Required work »
Filter these entries down to lines holding "RefuseReintegre".

Records shown »
//! Warehouse domain entity

use chrono::{DateTime, Utc};
use uuid::Uuid;

/// Warehouse (entrepôt) entity.
///
/// Owns zero or more trucks by `entrepot_id` reference; deleting a
/// warehouse cascades to its trucks.
#[derive(Debug, Clone, PartialEq)]
pub struct Warehouse {
    pub id: Uuid,
    pub name: String,
    pub location: String,
    pub image_url: Option<String>,
    pub created_at: DateTime<Utc>,
}

impl Warehouse {
    pub fn new(name: impl Into<String>, location: impl Into<String>) -> Self {
        Self {
            id: Uuid::new_v4(),
            name: name.into(),
            location: location.into(),
            image_url: None,
            created_at: Utc::now(),
        }
    }
}
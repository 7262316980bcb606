//! # Warehouse Reception Service
//!
//! Truck reception tracking backend: front-desk registration, analysis,
//! admin validation/refusal and final acceptance, with per-role
//! notification badges.
//!
//! ## Architecture
//!
//! The project follows Clean Architecture principles:
//!
//! - **domain**: Core business entities, the status workflow engine,
//!   the query layer and repository traits
//! - **application**: Business services orchestrating repositories and
//!   the event bus
//! - **infrastructure**: External concerns (SeaORM database, in-memory
//!   storage, crypto)
//! - **interfaces**: REST API with Swagger documentation + WebSocket
//!   notification stream
//! - **notifications**: Broadcast event bus feeding UI badge updates

pub mod application;
pub mod config;
pub mod domain;
pub mod infrastructure;
pub mod interfaces;
pub mod notifications;

pub use config::{default_config_path, AppConfig};

// Re-export database types for easy access
pub use infrastructure::{init_database, DatabaseConfig, SeaOrmRepositoryProvider};

// Re-export API router
pub use interfaces::http::create_api_router;

// Re-export notifications
pub use notifications::{create_event_bus, Event, EventBus, SharedEventBus};
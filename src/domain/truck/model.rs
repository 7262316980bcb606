//! Truck domain entity

use chrono::{DateTime, Utc};
use serde::{Deserialize, Serialize};
use uuid::Uuid;

/// Primary truck status.
///
/// Canonical set consolidated from the reception flow; the labels are the
/// French ones shown to staff and stored on the wire.
#[derive(Debug, Clone, Copy, PartialEq, Eq, Serialize, Deserialize)]
pub enum TruckStatus {
    /// Registered at the front desk, waiting for analysis
    #[serde(rename = "Enregistré")]
    Enregistre,
    /// Analysis submitted, waiting for an admin decision
    #[serde(rename = "En attente")]
    EnAttente,
    /// Accepted by an admin
    #[serde(rename = "Validé")]
    Valide,
    /// Turned away at the gate, never entered the flow
    #[serde(rename = "Refoulé")]
    Refoule,
    /// Unloading finished
    #[serde(rename = "Déchargé")]
    Decharge,
    /// Refused by an admin
    #[serde(rename = "Annulé")]
    Annule,
}

impl Default for TruckStatus {
    fn default() -> Self {
        Self::Enregistre
    }
}

impl std::fmt::Display for TruckStatus {
    fn fmt(&self, f: &mut std::fmt::Formatter<'_>) -> std::fmt::Result {
        match self {
            Self::Enregistre => write!(f, "Enregistré"),
            Self::EnAttente => write!(f, "En attente"),
            Self::Valide => write!(f, "Validé"),
            Self::Refoule => write!(f, "Refoulé"),
            Self::Decharge => write!(f, "Déchargé"),
            Self::Annule => write!(f, "Annulé"),
        }
    }
}

impl From<&str> for TruckStatus {
    fn from(s: &str) -> Self {
        match s {
            "Enregistré" => Self::Enregistre,
            "En attente" => Self::EnAttente,
            "Validé" => Self::Valide,
            "Refoulé" => Self::Refoule,
            "Déchargé" => Self::Decharge,
            "Annulé" => Self::Annule,
            _ => Self::Enregistre,
        }
    }
}

impl From<String> for TruckStatus {
    fn from(s: String) -> Self {
        Self::from(s.as_str())
    }
}

/// Secondary workflow marker refining `TruckStatus`.
///
/// Only meaningful together with the primary status: the refuse sub-states
/// live under `Annulé` (then `En attente` after reintegration), the final
/// acceptance under `Validé`/`Déchargé`.
#[derive(Debug, Clone, Copy, PartialEq, Eq, Serialize, Deserialize)]
pub enum AdvancedTruckStatus {
    #[serde(rename = "REFUSE_EN_ATTENTE_GERANT")]
    RefuseEnAttenteGerant,
    #[serde(rename = "REFUSE_RENVOYE")]
    RefuseRenvoye,
    #[serde(rename = "REFUSE_REINTEGRE")]
    RefuseReintegre,
    #[serde(rename = "ACCEPTE_FINAL")]
    AccepteFinal,
}

impl std::fmt::Display for AdvancedTruckStatus {
    fn fmt(&self, f: &mut std::fmt::Formatter<'_>) -> std::fmt::Result {
        match self {
            Self::RefuseEnAttenteGerant => write!(f, "REFUSE_EN_ATTENTE_GERANT"),
            Self::RefuseRenvoye => write!(f, "REFUSE_RENVOYE"),
            Self::RefuseReintegre => write!(f, "REFUSE_REINTEGRE"),
            Self::AccepteFinal => write!(f, "ACCEPTE_FINAL"),
        }
    }
}

impl AdvancedTruckStatus {
    pub fn parse(s: &str) -> Option<Self> {
        match s {
            "REFUSE_EN_ATTENTE_GERANT" => Some(Self::RefuseEnAttenteGerant),
            "REFUSE_RENVOYE" => Some(Self::RefuseRenvoye),
            "REFUSE_REINTEGRE" => Some(Self::RefuseReintegre),
            "ACCEPTE_FINAL" => Some(Self::AccepteFinal),
            _ => None,
        }
    }
}

/// Who performed a workflow action
#[derive(Debug, Clone, Copy, PartialEq, Eq, Serialize, Deserialize)]
#[serde(rename_all = "lowercase")]
pub enum Actor {
    Admin,
    Gerant,
}

impl std::fmt::Display for Actor {
    fn fmt(&self, f: &mut std::fmt::Formatter<'_>) -> std::fmt::Result {
        match self {
            Self::Admin => write!(f, "admin"),
            Self::Gerant => write!(f, "gerant"),
        }
    }
}

/// One line of the per-truck audit trail
#[derive(Debug, Clone, PartialEq, Serialize, Deserialize)]
pub struct HistoryEntry {
    pub event: String,
    pub by: Actor,
    pub date: DateTime<Utc>,
}

/// Product data recorded by the manager at final acceptance
#[derive(Debug, Clone, PartialEq, Serialize, Deserialize)]
pub struct TruckProducts {
    pub lot_number: String,
    pub bag_count: u32,
    pub gross_weight_kg: f64,
    pub net_weight_kg: f64,
}

/// Front-desk decision when a truck shows up at the gate
#[derive(Debug, Clone, Copy, PartialEq, Eq, Serialize, Deserialize)]
#[serde(rename_all = "lowercase")]
pub enum ReceptionStatus {
    /// Normal reception, truck enters the workflow
    Enregistrer,
    /// Turned away immediately
    Refouler,
}

impl Default for ReceptionStatus {
    fn default() -> Self {
        Self::Enregistrer
    }
}

/// Descriptive fields captured on the registration form
#[derive(Debug, Clone, Default)]
pub struct TruckRegistration {
    pub immatriculation: String,
    pub transporteur: String,
    pub transfert: String,
    pub cooperative: String,
}

/// Truck entity
#[derive(Debug, Clone, PartialEq)]
pub struct Truck {
    /// Unique identifier (assigned at creation)
    pub id: Uuid,
    /// Owning warehouse, immutable after creation
    pub entrepot_id: Uuid,
    pub immatriculation: String,
    pub transporteur: String,
    pub transfert: String,
    pub cooperative: String,
    /// Analysis codes, set when the manager submits the analysis
    pub kor: Option<String>,
    pub th: Option<String>,
    pub statut: TruckStatus,
    pub advanced_status: Option<AdvancedTruckStatus>,
    pub created_at: DateTime<Utc>,
    pub heure_arrivee: DateTime<Utc>,
    pub refused_at: Option<DateTime<Utc>>,
    pub validated_at: Option<DateTime<Utc>>,
    pub renvoye_at: Option<DateTime<Utc>>,
    pub final_accepted_at: Option<DateTime<Utc>>,
    pub decharge_at: Option<DateTime<Utc>>,
    /// Append-only audit trail, oldest first
    pub history: Vec<HistoryEntry>,
    pub products: Option<TruckProducts>,
    pub unread_for_admin: bool,
    pub unread_for_gerant: bool,
    pub comment: Option<String>,
    /// Optimistic concurrency token, bumped by the repository on update
    pub version: u64,
}

impl Truck {
    /// Register a new truck at the front desk.
    ///
    /// A gate refusal lands directly in `Refoulé`; everything else starts
    /// the workflow in `Enregistré`. Appends the first history entry.
    pub fn register(
        entrepot_id: Uuid,
        registration: TruckRegistration,
        reception: ReceptionStatus,
    ) -> Self {
        let now = Utc::now();
        let (statut, event) = match reception {
            ReceptionStatus::Enregistrer => (TruckStatus::Enregistre, "Camion enregistré"),
            ReceptionStatus::Refouler => (TruckStatus::Refoule, "Camion refoulé à l'arrivée"),
        };

        Self {
            id: Uuid::new_v4(),
            entrepot_id,
            immatriculation: registration.immatriculation,
            transporteur: registration.transporteur,
            transfert: registration.transfert,
            cooperative: registration.cooperative,
            kor: None,
            th: None,
            statut,
            advanced_status: None,
            created_at: now,
            heure_arrivee: now,
            refused_at: None,
            validated_at: None,
            renvoye_at: None,
            final_accepted_at: None,
            decharge_at: None,
            history: vec![HistoryEntry {
                event: event.to_string(),
                by: Actor::Gerant,
                date: now,
            }],
            products: None,
            unread_for_admin: false,
            unread_for_gerant: false,
            comment: None,
            version: 0,
        }
    }

    pub fn push_history(&mut self, event: impl Into<String>, by: Actor, date: DateTime<Utc>) {
        self.history.push(HistoryEntry {
            event: event.into(),
            by,
            date,
        });
    }

    /// Clear the unread flag for the role opening the record.
    /// Idempotent; the other role's flag is untouched.
    pub fn mark_seen(&mut self, role: Actor) {
        match role {
            Actor::Admin => self.unread_for_admin = false,
            Actor::Gerant => self.unread_for_gerant = false,
        }
    }

    /// Human-readable current state, e.g. `Annulé (REFUSE_RENVOYE)`
    pub fn state_label(&self) -> String {
        match self.advanced_status {
            Some(adv) => format!("{} ({})", self.statut, adv),
            None => self.statut.to_string(),
        }
    }
}
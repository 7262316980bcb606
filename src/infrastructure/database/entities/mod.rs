//! Database entities module

pub mod truck;
pub mod user;
pub mod warehouse;

pub use truck::Entity as Truck;
pub use user::Entity as User;
pub use warehouse::Entity as Warehouse;
//!
//! Warehouse truck-reception tracking service.
//! Reads configuration from TOML file (~/.config/reception-service/config.toml).

use std::sync::Arc;

use sea_orm_migration::MigratorTrait;
use tracing::{error, info, warn};

use entrepot_reception::application::services::{ReceptionService, WarehouseService};
use entrepot_reception::config::AppConfig;
use entrepot_reception::domain::{RepositoryProvider, User, UserRole, UserStatus};
use entrepot_reception::infrastructure::crypto::jwt::JwtConfig;
use entrepot_reception::infrastructure::database::migrator::Migrator;
use entrepot_reception::{
    create_api_router, create_event_bus, default_config_path, init_database, DatabaseConfig,
    SeaOrmRepositoryProvider,
};

#[tokio::main]
async fn main() -> Result<(), Box<dyn std::error::Error>> {
    // ── Load configuration ─────────────────────────────────────
    let config_path = std::env::var("RECEPTION_CONFIG")
        .map(std::path::PathBuf::from)
        .unwrap_or_else(|_| default_config_path());
    let app_cfg = match AppConfig::load(&config_path) {
        Ok(cfg) => {
            // Initialize logging with configured level
            tracing_subscriber::fmt()
                .with_env_filter(
                    tracing_subscriber::EnvFilter::try_from_default_env()
                        .unwrap_or_else(|_| tracing_subscriber::EnvFilter::new(&cfg.logging.level)),
                )
                .init();
            info!("Configuration loaded from {}", config_path.display());
            cfg
        }
        Err(e) => {
            tracing_subscriber::fmt()
                .with_env_filter(tracing_subscriber::EnvFilter::new("info"))
                .init();
            error!("Failed to load config: {}. Using defaults.", e);
            AppConfig::default()
        }
    };

    info!("Starting warehouse reception service...");

    // ── Prometheus metrics recorder (must be installed before any metrics calls) ──
    let prometheus_handle = metrics_exporter_prometheus::PrometheusBuilder::new()
        .install_recorder()
        .expect("Failed to install Prometheus metrics recorder");
    info!("Prometheus metrics recorder installed");

    // ── Build sub-configs from AppConfig ───────────────────────
    let db_config = DatabaseConfig {
        url: app_cfg.database.connection_url(),
    };
    info!("Database: {}", db_config.url);

    let jwt_config = JwtConfig {
        secret: app_cfg.security.jwt_secret.clone(),
        expiration_hours: app_cfg.security.jwt_expiration_hours,
        issuer: "reception-service".to_string(),
    };
    info!(
        "JWT configured with {}h token expiration",
        jwt_config.expiration_hours
    );

    // ── Database ───────────────────────────────────────────────
    let db = match init_database(&db_config).await {
        Ok(db) => db,
        Err(e) => {
            error!("Failed to connect to database: {}", e);
            return Err(e.into());
        }
    };

    info!("Running database migrations...");
    if let Err(e) = Migrator::up(&db, None).await {
        error!("Failed to run migrations: {}", e);
        return Err(e.into());
    }
    info!("Migrations completed");

    // Initialize repository provider
    let repos: Arc<dyn RepositoryProvider> = Arc::new(SeaOrmRepositoryProvider::new(db.clone()));

    // Create default admin user if not exists
    create_default_admin(repos.as_ref(), &app_cfg).await;

    // Initialize event bus for real-time notifications
    let event_bus = create_event_bus();
    info!("Event bus initialized for real-time notifications");

    // Initialize services
    let reception = Arc::new(ReceptionService::new(repos.clone(), event_bus.clone()));
    let warehouses = Arc::new(WarehouseService::new(repos.clone(), event_bus.clone()));

    // Create REST API router
    let api_router = create_api_router(
        repos,
        reception,
        warehouses,
        db.clone(),
        jwt_config,
        event_bus,
        prometheus_handle,
    );

    // Start REST API server with graceful shutdown
    let api_addr = format!("{}:{}", app_cfg.server.api_host, app_cfg.server.api_port);
    let listener = tokio::net::TcpListener::bind(&api_addr).await?;
    info!("REST API server listening on http://{}", api_addr);
    info!("Swagger UI available at http://{}/docs/", api_addr);

    let server = axum::serve(listener, api_router).with_graceful_shutdown(async {
        match tokio::signal::ctrl_c().await {
            Ok(()) => info!("Shutdown signal received"),
            Err(e) => error!("Failed to listen for shutdown signal: {}", e),
        }
    });

    info!("Server started. Press Ctrl+C to shutdown gracefully.");
    if let Err(e) = server.await {
        error!("REST API server error: {}", e);
    }

    // Perform final cleanup
    info!("Performing final cleanup...");

    if let Err(e) = db.close().await {
        warn!("Error closing database connection: {}", e);
    } else {
        info!("Database connection closed");
    }

    info!("Warehouse reception service shutdown complete");
    Ok(())
}

/// Create default admin user if no users exist
async fn create_default_admin(repos: &dyn RepositoryProvider, app_cfg: &AppConfig) {
    use entrepot_reception::infrastructure::crypto::password::hash_password;

    let users_count = repos.users().count().await.unwrap_or(0);

    if users_count == 0 {
        info!("Creating default admin user...");

        let password_hash = match hash_password(&app_cfg.admin.password) {
            Ok(hash) => hash,
            Err(e) => {
                error!("Failed to hash admin password: {}", e);
                return;
            }
        };

        let admin = User {
            id: uuid::Uuid::new_v4(),
            nom: app_cfg.admin.nom.clone(),
            email: app_cfg.admin.email.clone(),
            username: app_cfg.admin.username.clone(),
            password_hash,
            role: UserRole::Admin,
            entrepot_id: None,
            status: UserStatus::Actif,
            created_at: chrono::Utc::now(),
            last_login_at: None,
        };

        match repos.users().save(admin).await {
            Ok(_) => {
                info!("Default admin created: {}", app_cfg.admin.email);
                info!("Please change the admin password immediately!");
            }
            Err(e) => {
                error!("Failed to create admin user: {}", e);
            }
        }
    }
}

Problem solution »
    RefuseReintegre,
            Self::RefuseReintegre => write!(f, "REFUSE_REINTEGRE"),
            "REFUSE_REINTEGRE" => Some(Self::RefuseReintegre),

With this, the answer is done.